Re: Improve OR conditions on joined columns (common star schema problem)

From: Claudio Freire <klaussfreire(at)gmail(dot)com>
To: Jim Nasby <Jim(dot)Nasby(at)bluetreble(dot)com>
Cc: Tom Lane <tgl(at)sss(dot)pgh(dot)pa(dot)us>, Pg Hackers <pgsql-hackers(at)postgresql(dot)org>
Subject: Re: Improve OR conditions on joined columns (common star schema problem)
Date: 2017-02-10 06:18:27
Message-ID: CAGTBQpZ0JYHqsLikPB=ZB+Qzvqu5pjRcpeY97Zmf+g8dMKEmug@mail.gmail.com
Views: Raw Message | Whole Thread | Download mbox | Resend email
Thread:
Lists: pgsql-hackers

On Thu, Feb 9, 2017 at 9:50 PM, Jim Nasby <Jim(dot)Nasby(at)bluetreble(dot)com> wrote:
> WHERE t1 IN ('a','b') OR t2 IN ('c','d')
>
> into
>
> WHERE f1 IN (1,2) OR f2 IN (3,4)
>
> (assuming a,b,c,d maps to 1,2,3,4)
>
> BTW, there's an important caveat here: users generally do NOT want duplicate
> rows from the fact table if the dimension table results aren't unique. I
> thought my array solution was equivalent to what the JOINs would do in that
> case but that's actually wrong. The array solution does provide the behavior
> users generally want here though. JOIN is the easiest tool to pick up for
> this, so it's what people gravitate to, but I suspect most users would be
> happier with a construct that worked like the array trick does, but was
> easier to accomplish.
>
> I wonder if any other databases have come up with non-standard syntax to do
> this.

What I've been doing is do those transforms (tn -> fn) in application
code.

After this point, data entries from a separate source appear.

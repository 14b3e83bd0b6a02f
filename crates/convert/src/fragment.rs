//! Owned markup tree handed to the conversion engine.
//!
//! A [`ContentFragment`] is built once from raw markup, cleaned, converted,
//! and discarded. Owning the tree (instead of borrowing `scraper`'s DOM)
//! keeps conversion `Send`, so lesson tasks can hold one across await points.

use ego_tree::NodeRef;
use scraper::{Html, Node};

/// One node of a parsed markup fragment.
#[derive(Debug, Clone, PartialEq)]
pub enum ContentFragment {
    /// A text node.
    Text(String),
    /// A comment node. Removed wholesale by [`clean`].
    Comment(String),
    /// An element with its tag name, attributes, and children.
    Element {
        tag: String,
        attrs: Vec<(String, String)>,
        children: Vec<ContentFragment>,
    },
}

impl ContentFragment {
    /// Attribute lookup by name.
    pub fn attr(&self, name: &str) -> Option<&str> {
        match self {
            Self::Element { attrs, .. } => attrs
                .iter()
                .find(|(k, _)| k == name)
                .map(|(_, v)| v.as_str()),
            _ => None,
        }
    }

    /// Tag name, or `None` for non-elements.
    pub fn tag(&self) -> Option<&str> {
        match self {
            Self::Element { tag, .. } => Some(tag.as_str()),
            _ => None,
        }
    }

    /// Full flattened text content of this subtree, in document order.
    pub fn text_content(&self) -> String {
        let mut out = String::new();
        self.collect_text(&mut out);
        out
    }

    fn collect_text(&self, out: &mut String) {
        match self {
            Self::Text(t) => out.push_str(t),
            Self::Comment(_) => {}
            Self::Element { children, .. } => {
                for child in children {
                    child.collect_text(out);
                }
            }
        }
    }
}

/// Elements removed entirely (with their subtrees) by the cleaning pre-pass.
const STRIPPED_TAGS: &[&str] = &["script", "style", "ins", "iframe", "noscript"];

/// Parse raw markup into the top-level children of a fragment.
pub fn parse_fragment(html: &str) -> Vec<ContentFragment> {
    let doc = Html::parse_fragment(html);
    let root = doc.tree.root();
    let mut top = Vec::new();
    for child in root.children() {
        // parse_fragment wraps content in a synthetic <html> node
        if let Node::Element(el) = child.value() {
            if el.name() == "html" {
                for inner in child.children() {
                    if let Some(f) = build(inner) {
                        top.push(f);
                    }
                }
                continue;
            }
        }
        if let Some(f) = build(child) {
            top.push(f);
        }
    }
    top
}

fn build(node: NodeRef<'_, Node>) -> Option<ContentFragment> {
    match node.value() {
        Node::Text(t) => Some(ContentFragment::Text(t.text.to_string())),
        Node::Comment(c) => Some(ContentFragment::Comment(c.comment.to_string())),
        Node::Element(el) => {
            let tag = el.name().to_string();
            let attrs = el
                .attrs()
                .map(|(k, v)| (k.to_string(), v.to_string()))
                .collect();
            let children = node.children().filter_map(build).collect();
            Some(ContentFragment::Element {
                tag,
                attrs,
                children,
            })
        }
        _ => None,
    }
}

/// Cleaning pre-pass: drop stripped elements and comments, subtrees included.
/// Stripped subtrees are never recursed into.
pub fn clean(fragments: Vec<ContentFragment>) -> Vec<ContentFragment> {
    fragments
        .into_iter()
        .filter_map(|f| match f {
            ContentFragment::Comment(_) => None,
            ContentFragment::Element {
                tag,
                attrs,
                children,
            } => {
                if STRIPPED_TAGS.contains(&tag.as_str()) {
                    return None;
                }
                Some(ContentFragment::Element {
                    tag,
                    attrs,
                    children: clean(children),
                })
            }
            text => Some(text),
        })
        .collect()
}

While it's a chore, the improvement in plans is usually well
worth the trouble.

IF there's a FK between fact and dimension tables, you can be certain
the transform will yield equivalent results, becuase you'll be certain
the joins don't duplicate rows.

So the transform should be rather general and useful.

If you have a join of the form:

a join b on a.f1 = b.id

Where a.f1 has an FK referencing b.id, and a filter on b X of any
form, you can turn the plan into:

with b_ids as (select id from b where X)
...
a join b on a.f1 = b.id and a.f1 in (select id from b_ids)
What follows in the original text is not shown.